Reproduce all lines of the listing below in which the word "Some" occurs.

- **PROVIDED RECORDS**:
-----
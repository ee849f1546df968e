//! Example: Resolve settings and the selected multisig
//!
//! Usage: `resolve_settings [url]`, e.g.
//! `resolve_settings "https://app.example/#/?network=mainnet&multisig=<address>"`

use squads_client::{ClientConfig, KeypairWallet, MemoryStore, MultisigClient, StaticLocation};
use std::sync::Arc;

#[tokio::main]
async fn main() -> anyhow::Result<()> {
    // Initialize tracing for logging
    tracing_subscriber::fmt()
        .with_env_filter("squads_client=debug")
        .init();

    let location = match std::env::args().nth(1) {
        Some(url) => StaticLocation::parse(&url)?,
        None => StaticLocation::empty(),
    };

    let client = MultisigClient::new(
        ClientConfig::default(),
        Arc::new(MemoryStore::new()),
        Arc::new(location),
        Arc::new(KeypairWallet::disconnected()),
    )?;

    let settings = client.settings().resolve()?;
    println!("{}", serde_json::to_string_pretty(&settings)?);

    match client.addresses().resolve(&settings)? {
        Some(addresses) => println!("{}", serde_json::to_string_pretty(&addresses)?),
        None => println!("No multisig selected"),
    }

    println!("\nChecking {}...", settings.rpc_url);
    match client.health_check().await {
        Ok(_) => println!("✓ Health check passed"),
        Err(e) => eprintln!("✗ Health check failed: {}", e),
    }

    Ok(())
}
-----
- **WRITTEN REPLY**:
        Some(url) => StaticLocation::parse(&url)?,
        Some(addresses) => println!("{}", serde_json::to_string_pretty(&addresses)?),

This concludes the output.